Mais la France n’est pas la seule à jouer dans la cour centrale de l’Afrique : vous êtes entourés d’amis plus ou moins bienveillants et plus ou moins intéressés : Ouganda, Tanzanie, Angola, et plus loin, la RSA dont il convient d’anticiper les réactions. L’Empire américain infiltre les mouvements de jeunes de la société civile de plusieurs pays africains et cherche à rebattre les cartes pour mieux s’étendre. Quant à la Chine, son appétit de matières premières est tel qu’elle cherche à tout prix à s’approprier le plus de concessions possibles en fermant les yeux sur l’amoralité et la vénalité des régimes en place.
Car s’il est primordial de réclamer le départ de ces accapareurs, il ne suffit pas, chers amis et camarades, de réclamer l’alternance. Il faut préparer une réelle alternative et cette alternative, nous le savons tous, sans vouloir parfois nous l’avouer parce que c’est une voie difficile ; cette alternative, nous ne pouvons la construire qu’avec et par le peuple quitte à écouter des choses qui nous dérangent dans nos convictions de militants.

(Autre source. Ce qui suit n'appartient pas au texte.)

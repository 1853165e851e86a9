/*
 *  plugin/types.rs
 *
 *  Aura Live
 *  (c) 2020-26 Stuart Hunter
 *
 *  Rust side of the plugin contract: kinds, classes, descriptions
 *
 *  This program is free software: you can redistribute it and/or modify
 *  it under the terms of the GNU General Public License as published by
 *  the Free Software Foundation, either version 3 of the License, or
 *  (at your option) any later version.
 *
 *  This program is distributed in the hope that it will be useful,
 *  but WITHOUT ANY WARRANTY; without even the implied warranty of
 *  MERCHANTABILITY or FITNESS FOR A PARTICULAR PURPOSE.  See the
 *  GNU General Public License for more details.
 *
 *  See <http://www.gnu.org/licenses/> to get a copy of the GNU General
 *  Public License.
 *
 */

use std::fmt;
use serde::{Deserialize, Serialize};

/// Category of functionality a plugin offers
///
/// Discriminants are the ABI tags used in `AuraPluginDesc::plugin_type`.
#[repr(i32)]
#[derive(Debug, Clone, Copy, PartialEq, Eq, Hash, PartialOrd, Ord, Serialize, Deserialize)]
#[serde(rename_all = "lowercase")]
pub enum PluginKind {
    /// Static items on the display (colour blocks, images, text)
    Element = 0,
    /// Data sources (e.g. Twitter)
    Source = 1,
    /// Item transitions (e.g. fade)
    Transition = 2,
    /// Item layouts (single item, scrolling list, ticker)
    Layout = 3,
}

impl PluginKind {
    pub const ALL: [PluginKind; 4] = [
        PluginKind::Element,
        PluginKind::Source,
        PluginKind::Transition,
        PluginKind::Layout,
    ];

    /// ABI tag for this kind
    pub fn tag(self) -> i32 {
        self as i32
    }

    /// Kind for an ABI tag, `None` for tags no plugin may use
    pub fn from_tag(tag: i32) -> Option<Self> {
        match tag {
            0 => Some(PluginKind::Element),
            1 => Some(PluginKind::Source),
            2 => Some(PluginKind::Transition),
            3 => Some(PluginKind::Layout),
            _ => None,
        }
    }
}

impl fmt::Display for PluginKind {
    fn fmt(&self, f: &mut fmt::Formatter<'_>) -> fmt::Result {
        let name = match self {
            PluginKind::Element => "element",
            PluginKind::Source => "source",
            PluginKind::Transition => "transition",
            PluginKind::Layout => "layout",
        };
        f.write_str(name)
    }
}

impl std::str::FromStr for PluginKind {
    type Err = String;

    fn from_str(s: &str) -> Result<Self, Self::Err> {
        match s.to_ascii_lowercase().as_str() {
            "element" => Ok(PluginKind::Element),
            "source" => Ok(PluginKind::Source),
            "transition" => Ok(PluginKind::Transition),
            "layout" => Ok(PluginKind::Layout),
            other => Err(format!("unknown plugin kind '{}'", other)),
        }
    }
}

/// Lookup key from an object class to the plugin that provides it
#[derive(Debug, Clone, PartialEq, Eq, Hash, PartialOrd, Ord)]
pub struct ObjectClass {
    pub kind: PluginKind,
    pub object_type: String,
}

impl ObjectClass {
    pub fn new(kind: PluginKind, object_type: impl Into<String>) -> Self {
        Self { kind, object_type: object_type.into() }
    }
}

impl fmt::Display for ObjectClass {
    fn fmt(&self, f: &mut fmt::Formatter<'_>) -> fmt::Result {
        write!(f, "{}:{}", self.kind, self.object_type)
    }
}

/// Everything a plugin says about itself, copied out of the plugin's
/// description record when it is loaded
#[derive(Debug, Clone, PartialEq, Eq)]
pub struct PluginDescription {
    pub name: String,
    pub author: String,
    pub description: String,
    pub version: String,
    pub kind: PluginKind,
    /// Object types the plugin can instantiate, in declaration order
    pub object_types: Vec<String>,
}
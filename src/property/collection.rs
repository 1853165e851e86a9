/*
 *  property/collection.rs
 *
 *  Aura Live
 *  (c) 2020-26 Stuart Hunter
 *
 *  Keyed, ordered set of properties owned by one object
 *
 *  This program is free software: you can redistribute it and/or modify
 *  it under the terms of the GNU General Public License as published by
 *  the Free Software Foundation, either version 3 of the License, or
 *  (at your option) any later version.
 *
 *  This program is distributed in the hope that it will be useful,
 *  but WITHOUT ANY WARRANTY; without even the implied warranty of
 *  MERCHANTABILITY or FITNESS FOR A PARTICULAR PURPOSE.  See the
 *  GNU General Public License for more details.
 *
 *  See <http://www.gnu.org/licenses/> to get a copy of the GNU General
 *  Public License.
 *
 */

use std::collections::HashMap;
use std::ops::Deref;
use serde::{Deserialize, Serialize};

use super::{Bounded, Property, PropertyValue};

/// Properties of a single object, unique by name
///
/// Lookup is by name; iteration follows insertion order so a UI can list the
/// properties the way the plugin declared them. Replacing an entry keeps its
/// original position. The collection owns its properties outright, so adding
/// the same property to a second collection means cloning it.
#[derive(Debug, Clone, Default, PartialEq, Serialize, Deserialize)]
#[serde(from = "Vec<Property>", into = "Vec<Property>")]
pub struct PropertyCollection {
    properties: HashMap<String, Property>,
    order: Vec<String>,
}

impl PropertyCollection {
    pub fn new() -> Self {
        Self::default()
    }

    pub fn get(&self, name: &str) -> Option<&Property> {
        self.properties.get(name)
    }

    /// Edit an entry in place. The name is the entry's key and stays fixed;
    /// rename by removing and re-adding.
    pub fn get_mut(&mut self, name: &str) -> Option<PropertyMut<'_>> {
        self.properties.get_mut(name).map(PropertyMut)
    }

    pub fn contains(&self, name: &str) -> bool {
        self.properties.contains_key(name)
    }

    /// Add a property, replacing (and returning) any entry with the same name
    pub fn add(&mut self, property: Property) -> Option<Property> {
        let name = property.name.clone();
        let previous = self.properties.insert(name.clone(), property);
        if previous.is_none() {
            self.order.push(name);
        }
        previous
    }

    /// Remove a property by name. Absent names are ignored.
    pub fn remove(&mut self, name: &str) -> Option<Property> {
        let removed = self.properties.remove(name);
        if removed.is_some() {
            self.order.retain(|n| n != name);
        }
        removed
    }

    pub fn len(&self) -> usize {
        self.order.len()
    }

    pub fn is_empty(&self) -> bool {
        self.order.is_empty()
    }

    pub fn names(&self) -> impl Iterator<Item = &str> {
        self.order.iter().map(String::as_str)
    }

    /// Properties in insertion order
    pub fn iter(&self) -> impl Iterator<Item = &Property> {
        self.order.iter().filter_map(|name| self.properties.get(name))
    }
}

/// Mutable view of a property held in a [`PropertyCollection`]
///
/// Everything except the name can change.
///
/// ```compile_fail,E0594
/// # use aura_live::property::{Property, PropertyCollection, PropertyType};
/// let mut props: PropertyCollection = vec![Property::allocate(PropertyType::Integer)].into();
/// let mut entry = props.get_mut("").unwrap();
/// entry.name = "renamed".into();
/// ```
#[derive(Debug)]
pub struct PropertyMut<'a>(&'a mut Property);

impl PropertyMut<'_> {
    pub fn value_mut(&mut self) -> &mut PropertyValue {
        &mut self.0.value
    }

    pub fn set_value(&mut self, value: PropertyValue) {
        self.0.value = value;
    }

    pub fn set_description(&mut self, description: impl Into<String>) {
        self.0.description = description.into();
    }

    pub fn set_disabled(&mut self, disabled: bool) {
        self.0.disabled = disabled;
    }

    pub fn as_integer_mut(&mut self) -> Option<&mut Bounded<i64>> {
        self.0.as_integer_mut()
    }

    pub fn as_float_mut(&mut self) -> Option<&mut Bounded<f64>> {
        self.0.as_float_mut()
    }
}

impl Deref for PropertyMut<'_> {
    type Target = Property;

    fn deref(&self) -> &Property {
        self.0
    }
}

impl From<Vec<Property>> for PropertyCollection {
    fn from(properties: Vec<Property>) -> Self {
        properties.into_iter().collect()
    }
}

impl From<PropertyCollection> for Vec<Property> {
    fn from(mut collection: PropertyCollection) -> Self {
        collection
            .order
            .iter()
            .filter_map(|name| collection.properties.remove(name))
            .collect()
    }
}

impl FromIterator<Property> for PropertyCollection {
    fn from_iter<I: IntoIterator<Item = Property>>(iter: I) -> Self {
        let mut collection = PropertyCollection::new();
        for property in iter {
            collection.add(property);
        }
        collection
    }
}
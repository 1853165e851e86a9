/*
 *  config.rs
 *
 *  Aura Live
 *  (c) 2020-26 Stuart Hunter
 *
 *  Layered configuration: defaults, YAML file, command line
 *
 *  This program is free software: you can redistribute it and/or modify
 *  it under the terms of the GNU General Public License as published by
 *  the Free Software Foundation, either version 3 of the License, or
 *  (at your option) any later version.
 *
 *  This program is distributed in the hope that it will be useful,
 *  but WITHOUT ANY WARRANTY; without even the implied warranty of
 *  MERCHANTABILITY or FITNESS FOR A PARTICULAR PURPOSE.  See the
 *  GNU General Public License for more details.
 *
 *  See <http://www.gnu.org/licenses/> to get a copy of the GNU General
 *  Public License.
 *
 */

use serde::{Deserialize, Serialize};
use clap::{ArgAction, Parser, ValueHint};
use dirs_next::home_dir;
use std::{fs, path::{Path, PathBuf}};
use thiserror::Error;

pub const DEFAULT_PLUGINS_PATH: &str = "./plugins";

/// Error type for config loading/validation.
#[derive(Debug, Error)]
pub enum ConfigError {
    #[error("YAML parse error: {0}")]
    Yaml(#[from] serde_yaml::Error),
    #[error("I/O error: {0}")]
    Io(#[from] std::io::Error),
    #[error("Validation error: {0}")]
    Validation(String),
}

/// Top-level app configuration.
#[derive(Debug, Clone, Serialize, Deserialize, Default, PartialEq)]
pub struct Config {
    /// e.g. "info" | "debug"; overridden by `--debug`
    pub log_level: Option<String>,
    /// Root directory scanned for plugins
    pub plugins_path: Option<PathBuf>,
    pub display: Option<DisplayConfig>,
}

#[derive(Debug, Clone, Serialize, Deserialize, Default, PartialEq)]
pub struct DisplayConfig {
    pub windowed: Option<bool>,
    pub width: Option<u32>,
    pub height: Option<u32>,
}

impl Config {
    pub fn plugins_path(&self) -> &Path {
        self.plugins_path
            .as_deref()
            .unwrap_or_else(|| Path::new(DEFAULT_PLUGINS_PATH))
    }

    /// env_logger filter for this configuration
    ///
    /// `debug` wins over `log_level`; without either, debug builds log at
    /// debug and release builds at warn.
    pub fn log_filter(&self, debug: bool) -> String {
        if debug {
            return "debug".into();
        }
        match &self.log_level {
            Some(level) => level.clone(),
            None if cfg!(debug_assertions) => "debug".into(),
            None => "warn".into(),
        }
    }
}

/// CLI overrides. All fields are Options so we can layer them over YAML.
#[derive(Debug, Parser, Clone, Default)]
#[command(name = "aura-live", about = "Aura Live", version, disable_help_flag = false)]
pub struct Cli {
    /// Path to a YAML config file (overrides search)
    #[arg(long, value_hint = ValueHint::FilePath)]
    pub config: Option<PathBuf>,
    #[arg(long)]
    pub log_level: Option<String>,
    /// shorthand for --log-level debug
    #[arg(long, action = ArgAction::SetTrue)]
    pub debug: bool,
    /// Root directory to scan for plugins
    #[arg(short = 'p', long, value_hint = ValueHint::DirPath)]
    pub plugins_path: Option<PathBuf>,
    /// Run in a window instead of full screen
    #[arg(short = 'w', long, action = ArgAction::SetTrue)]
    pub windowed: bool,
    /// Display resolution, WIDTHxHEIGHT
    #[arg(short = 'r', long)]
    pub resolution: Option<String>,
    /// dump fully merged config (after overrides) and exit
    #[arg(long, action = ArgAction::SetTrue)]
    pub dump_config: bool,
}

/// Public entry point: read YAML, merge, apply CLI, validate.
pub fn load(cli: &Cli) -> Result<Config, ConfigError> {
    // 1) defaults (from `Default` impl)
    let mut cfg = Config::default();

    // 2) YAML file (explicit path or search)
    if let Some(p) = cli.config.as_ref() {
        if p.exists() {
            let y = read_yaml(p)?;
            merge(&mut cfg, y);
        } else {
            return Err(ConfigError::Validation(format!(
                "Config file not found: {}",
                p.display()
            )));
        }
    } else if let Some(p) = find_config_file() {
        let y = read_yaml(&p)?;
        merge(&mut cfg, y);
    }

    // 3) CLI overrides (highest precedence)
    apply_cli_overrides(&mut cfg, cli)?;

    // 4) Validate
    validate(&cfg)?;

    Ok(cfg)
}

/// Pretty YAML of the effective config
pub fn dump(cfg: &Config) -> Result<String, ConfigError> {
    Ok(serde_yaml::to_string(cfg)?)
}

/// Try common locations in order (first hit wins).
fn find_config_file() -> Option<PathBuf> {
    // XDG-style: ~/.config/aura/config.yaml
    if let Some(home) = home_dir() {
        let p = home.join(".config/aura/config.yaml");
        if p.exists() { return Some(p) }
        let p = home.join(".config/aura.yaml");
        if p.exists() { return Some(p) }
    }
    // project local
    for candidate in &["aura.yaml", "config/aura.yaml"] {
        let p = PathBuf::from(candidate);
        if p.exists() { return Some(p) }
    }
    None
}

pub fn read_yaml(path: &Path) -> Result<Config, ConfigError> {
    let s = fs::read_to_string(path)?;
    let cfg: Config = serde_yaml::from_str(&s)?;
    Ok(cfg)
}

/// Shallow merge `src` into `dst`, Option-by-Option.
fn merge(dst: &mut Config, src: Config) {
    if src.log_level.is_some()    { dst.log_level = src.log_level; }
    if src.plugins_path.is_some() { dst.plugins_path = src.plugins_path; }
    match (&mut dst.display, src.display) {
        (None, Some(c)) => dst.display = Some(c),
        (Some(d), Some(s)) => merge_display(d, s),
        _ => {}
    }
}

fn merge_display(dst: &mut DisplayConfig, src: DisplayConfig) {
    if src.windowed.is_some() { dst.windowed = src.windowed; }
    if src.width.is_some()    { dst.width = src.width; }
    if src.height.is_some()   { dst.height = src.height; }
}

/// Parse `WIDTHxHEIGHT`, e.g. `1280x720`
pub fn parse_resolution(s: &str) -> Result<(u32, u32), ConfigError> {
    let invalid = || ConfigError::Validation(format!("resolution '{s}' is not WIDTHxHEIGHT"));
    let (w, h) = s.trim().split_once(['x', 'X']).ok_or_else(invalid)?;
    let w = w.trim().parse::<u32>().map_err(|_| invalid())?;
    let h = h.trim().parse::<u32>().map_err(|_| invalid())?;
    Ok((w, h))
}

fn apply_cli_overrides(cfg: &mut Config, cli: &Cli) -> Result<(), ConfigError> {
    if cli.log_level.is_some()    { cfg.log_level = cli.log_level.clone(); }
    if cli.plugins_path.is_some() { cfg.plugins_path = cli.plugins_path.clone(); }

    let resolution = cli.resolution.as_deref().map(parse_resolution).transpose()?;
    let any_display = cli.windowed || resolution.is_some();

    if any_display && cfg.display.is_none() {
        cfg.display = Some(DisplayConfig::default());
    }
    if let Some(display) = cfg.display.as_mut() {
        if cli.windowed { display.windowed = Some(true); }
        if let Some((w, h)) = resolution {
            display.width = Some(w);
            display.height = Some(h);
        }
    }
    Ok(())
}

/// Put any invariants here (required fields, ranges, etc.)
fn validate(cfg: &Config) -> Result<(), ConfigError> {
    if let Some(display) = cfg.display.as_ref() {
        if display.width == Some(0) || display.height == Some(0) {
            return Err(ConfigError::Validation("display width/height must be > 0".into()));
        }
    }
    if cfg.plugins_path().as_os_str().is_empty() {
        return Err(ConfigError::Validation("plugins_path must not be empty".into()));
    }
    Ok(())
}
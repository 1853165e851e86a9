/*
 *  colour.rs
 *
 *  Aura Live
 *  (c) 2020-26 Stuart Hunter
 *
 *  Solid colour element
 *
 *  This program is free software: you can redistribute it and/or modify
 *  it under the terms of the GNU General Public License as published by
 *  the Free Software Foundation, either version 3 of the License, or
 *  (at your option) any later version.
 *
 *  This program is distributed in the hope that it will be useful,
 *  but WITHOUT ANY WARRANTY; without even the implied warranty of
 *  MERCHANTABILITY or FITNESS FOR A PARTICULAR PURPOSE.  See the
 *  GNU General Public License for more details.
 *
 *  See <http://www.gnu.org/licenses/> to get a copy of the GNU General
 *  Public License.
 *
 */

use aura_live::plugin::ffi::{AuraObjectInstance, RawPropertyList};
use aura_live::plugin::PluginKind;
use aura_live::property::{Bounded, Colour, Property, PropertyType, PropertyValue};
use aura_live::PropertyError;

pub const OBJECT_TYPE: &std::ffi::CStr = c"colour";

/// A block of colour as handed to the host
///
/// `instance` must stay the first field: the host holds a pointer to it and
/// hands the same pointer back to `destroy`.
#[repr(C)]
pub struct ColourObject {
    instance: AuraObjectInstance,
    properties: RawPropertyList,
}

impl ColourObject {
    /// Properties a new colour block starts with
    pub fn default_properties() -> Result<Vec<Property>, PropertyError> {
        Ok(vec![
            Property::new("colour", PropertyValue::Colour(Colour::rgb(1.0, 1.0, 1.0)?))
                .with_description("Fill colour of the block"),
            Property::new("opacity", PropertyValue::Float(Bounded::new(0.0, 1.0, 1.0)?))
                .with_description("Opacity of the block"),
        ])
    }

    pub fn new() -> Result<Box<Self>, PropertyError> {
        let properties = RawPropertyList::new(&Self::default_properties()?)?;
        Ok(Box::new(Self {
            instance: AuraObjectInstance {
                plugin_type: PluginKind::Element.tag(),
                object_type: OBJECT_TYPE.as_ptr(),
                properties: properties.as_ptr(),
            },
            properties,
        }))
    }

    /// Hand ownership to the host
    pub fn into_raw(self: Box<Self>) -> *mut AuraObjectInstance {
        Box::into_raw(self) as *mut AuraObjectInstance
    }

    /// Take ownership back from the host
    ///
    /// # Safety
    ///
    /// `raw` must come from [`ColourObject::into_raw`] and not have been
    /// reclaimed before.
    pub unsafe fn from_raw(raw: *mut AuraObjectInstance) -> Box<Self> {
        unsafe { Box::from_raw(raw as *mut ColourObject) }
    }

    pub fn property_count(&self) -> usize {
        self.properties.len()
    }
}

/// Whether a changed property is one a colour block understands
pub fn accepts(property: &Property) -> bool {
    match property.name.as_str() {
        "colour" => property.property_type() == PropertyType::Colour,
        "opacity" => property.property_type() == PropertyType::Float,
        _ => false,
    }
}
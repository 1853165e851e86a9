/*
 *  tests/plugin_registry.rs
 *
 *  Aura Live
 *  (c) 2020-26 Stuart Hunter
 *
 *  Registry behaviour against in-process fake plugin libraries
 *
 *  This program is free software: you can redistribute it and/or modify
 *  it under the terms of the GNU General Public License as published by
 *  the Free Software Foundation, either version 3 of the License, or
 *  (at your option) any later version.
 *
 *  This program is distributed in the hope that it will be useful,
 *  but WITHOUT ANY WARRANTY; without even the implied warranty of
 *  MERCHANTABILITY or FITNESS FOR A PARTICULAR PURPOSE.  See the
 *  GNU General Public License for more details.
 *
 *  See <http://www.gnu.org/licenses/> to get a copy of the GNU General
 *  Public License.
 *
 */

//! The fake loader maps file stems to behaviours. Plugins are ordinary
//! `extern "C"` functions over the real ABI records, so everything past
//! `LibraryLoader::open` runs exactly as it would for a shared library.

use std::collections::HashMap;
use std::env::consts::DLL_SUFFIX;
use std::ffi::{CStr, c_char};
use std::fs;
use std::path::{Path, PathBuf};
use std::ptr;
use std::sync::{Mutex, MutexGuard};

use aura_live::config::Config;
use aura_live::plugin::ffi::{
    AuraObjectInstance, AuraPluginDesc, AuraPluginVTable, PluginEntryFn, RawPropertyList, StaticStr,
};
use aura_live::plugin::{LibraryLoader, PluginLibrary};
use aura_live::property::{Bounded, Property, PropertyValue};
use aura_live::{AuraError, AuraLive, PluginError, PluginKind, PluginRegistry};

// ============================================================================
// Event log shared by the fakes
// ============================================================================

static EVENTS: Mutex<Vec<String>> = Mutex::new(Vec::new());
static SERIAL: Mutex<()> = Mutex::new(());

fn record(event: impl Into<String>) {
    EVENTS.lock().unwrap_or_else(|e| e.into_inner()).push(event.into());
}

fn events() -> Vec<String> {
    EVENTS.lock().unwrap_or_else(|e| e.into_inner()).clone()
}

/// Serialise tests and start each with an empty event log
fn exclusive() -> MutexGuard<'static, ()> {
    let guard = SERIAL.lock().unwrap_or_else(|e| e.into_inner());
    EVENTS.lock().unwrap_or_else(|e| e.into_inner()).clear();
    guard
}

fn position(events: &[String], event: &str) -> usize {
    events
        .iter()
        .position(|e| e == event)
        .unwrap_or_else(|| panic!("no {event} in {events:?}"))
}

// ============================================================================
// Fake plugins
// ============================================================================

#[repr(C)]
struct FakeObject {
    instance: AuraObjectInstance,
    _properties: RawPropertyList,
}

// Plugin A: elements colour + gradient, full capability set except
// property_changed; only colour can be created
static A_TYPES: [StaticStr; 3] = [StaticStr(c"colour".as_ptr()), StaticStr(c"gradient".as_ptr()), StaticStr::NULL];
static A_DESC: AuraPluginDesc = AuraPluginDesc {
    name: c"Plugin A".as_ptr(),
    author: c"Tests".as_ptr(),
    description: c"colour and gradient".as_ptr(),
    version: c"1.0.0".as_ptr(),
    plugin_type: 0,
    object_types: StaticStr::list(&A_TYPES),
};

unsafe extern "C" fn a_describe() -> *const AuraPluginDesc {
    &A_DESC
}

unsafe extern "C" fn a_unload() {
    record("unload:a");
}

unsafe extern "C" fn a_create(object_type: *const c_char) -> *mut AuraObjectInstance {
    let name = unsafe { CStr::from_ptr(object_type) };
    if name != c"colour" {
        return ptr::null_mut();
    }

    let width = Property::new("width", PropertyValue::Integer(Bounded::new(0, 100, 50).unwrap()));
    let properties = RawPropertyList::new([&width]).unwrap();
    let object = Box::new(FakeObject {
        instance: AuraObjectInstance {
            plugin_type: 0,
            object_type: c"colour".as_ptr(),
            properties: properties.as_ptr(),
        },
        _properties: properties,
    });
    record("create:a");
    Box::into_raw(object) as *mut AuraObjectInstance
}

unsafe extern "C" fn a_destroy(object: *mut AuraObjectInstance) {
    drop(unsafe { Box::from_raw(object as *mut FakeObject) });
    record("destroy:a");
}

static A_VTABLE: AuraPluginVTable = AuraPluginVTable {
    get_description: Some(a_describe),
    unload: Some(a_unload),
    create: Some(a_create),
    destroy: Some(a_destroy),
    property_changed: None,
};

unsafe extern "C" fn a_entry() -> *const AuraPluginVTable {
    &A_VTABLE
}

// Plugin B: element colour only, description and nothing else
static B_TYPES: [StaticStr; 2] = [StaticStr(c"colour".as_ptr()), StaticStr::NULL];
static B_DESC: AuraPluginDesc = AuraPluginDesc {
    name: c"Plugin B".as_ptr(),
    author: c"Tests".as_ptr(),
    description: ptr::null(),
    version: c"2.0.0".as_ptr(),
    plugin_type: 0,
    object_types: StaticStr::list(&B_TYPES),
};

unsafe extern "C" fn b_describe() -> *const AuraPluginDesc {
    &B_DESC
}

static B_VTABLE: AuraPluginVTable = AuraPluginVTable {
    get_description: Some(b_describe),
    unload: None,
    create: None,
    destroy: None,
    property_changed: None,
};

unsafe extern "C" fn b_entry() -> *const AuraPluginVTable {
    &B_VTABLE
}

// Plugin X: source twitter
static X_TYPES: [StaticStr; 2] = [StaticStr(c"twitter".as_ptr()), StaticStr::NULL];
static X_DESC: AuraPluginDesc = AuraPluginDesc {
    name: c"Plugin X".as_ptr(),
    author: ptr::null(),
    description: ptr::null(),
    version: c"0.0.1".as_ptr(),
    plugin_type: 1,
    object_types: StaticStr::list(&X_TYPES),
};

unsafe extern "C" fn x_describe() -> *const AuraPluginDesc {
    &X_DESC
}

unsafe extern "C" fn x_unload() {
    record("unload:x");
}

static X_VTABLE: AuraPluginVTable = AuraPluginVTable {
    get_description: Some(x_describe),
    unload: Some(x_unload),
    create: None,
    destroy: None,
    property_changed: None,
};

unsafe extern "C" fn x_entry() -> *const AuraPluginVTable {
    &X_VTABLE
}

// Plugin D: lists the same element type twice
static D_TYPES: [StaticStr; 3] = [StaticStr(c"echo".as_ptr()), StaticStr(c"echo".as_ptr()), StaticStr::NULL];
static D_DESC: AuraPluginDesc = AuraPluginDesc {
    name: c"Plugin D".as_ptr(),
    author: ptr::null(),
    description: ptr::null(),
    version: c"0.2.0".as_ptr(),
    plugin_type: 0,
    object_types: StaticStr::list(&D_TYPES),
};

unsafe extern "C" fn d_describe() -> *const AuraPluginDesc {
    &D_DESC
}

static D_VTABLE: AuraPluginVTable = AuraPluginVTable {
    get_description: Some(d_describe),
    unload: None,
    create: None,
    destroy: None,
    property_changed: None,
};

unsafe extern "C" fn d_entry() -> *const AuraPluginVTable {
    &D_VTABLE
}

// Broken plugins
unsafe extern "C" fn null_entry() -> *const AuraPluginVTable {
    ptr::null()
}

unsafe extern "C" fn should_not_unload() {
    record("unload:broken");
}

static NO_DESCRIBE_VTABLE: AuraPluginVTable = AuraPluginVTable {
    get_description: None,
    unload: Some(should_not_unload),
    create: None,
    destroy: None,
    property_changed: None,
};

unsafe extern "C" fn no_describe_entry() -> *const AuraPluginVTable {
    &NO_DESCRIBE_VTABLE
}

unsafe extern "C" fn null_describe() -> *const AuraPluginDesc {
    ptr::null()
}

static NULL_DESCRIBE_VTABLE: AuraPluginVTable = AuraPluginVTable {
    get_description: Some(null_describe),
    unload: Some(should_not_unload),
    create: None,
    destroy: None,
    property_changed: None,
};

unsafe extern "C" fn null_describe_entry() -> *const AuraPluginVTable {
    &NULL_DESCRIBE_VTABLE
}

Certes le Président Obama a raison lorsqu’il réclame non pas des hommes forts mais des institutions fortes pour l’Afrique ; mais nous savons que des institutions fortes ne sont pas forcément les garantes d’un progrès économique et social respectueux de l’homme et de la nature ; nous savons que des institutions fortes ne sont pas forcément les garantes de l’émancipation des peuples. Il ne suffira pas de tourner la page c’est le livre tout entier qu’il faut réécrire.
Nous, nous disons que c’est le peuple qui doit être fort et que nous tous ici présents, militants engagés, ayant une conscience politique, prêts à nous sacrifier pour nos peuples, nous devons nous mettre au service du peuple et l’accompagner dans la recherche de solutions où c’est l’homme qui est placé au centre et non pas une économie capitaliste extravertie.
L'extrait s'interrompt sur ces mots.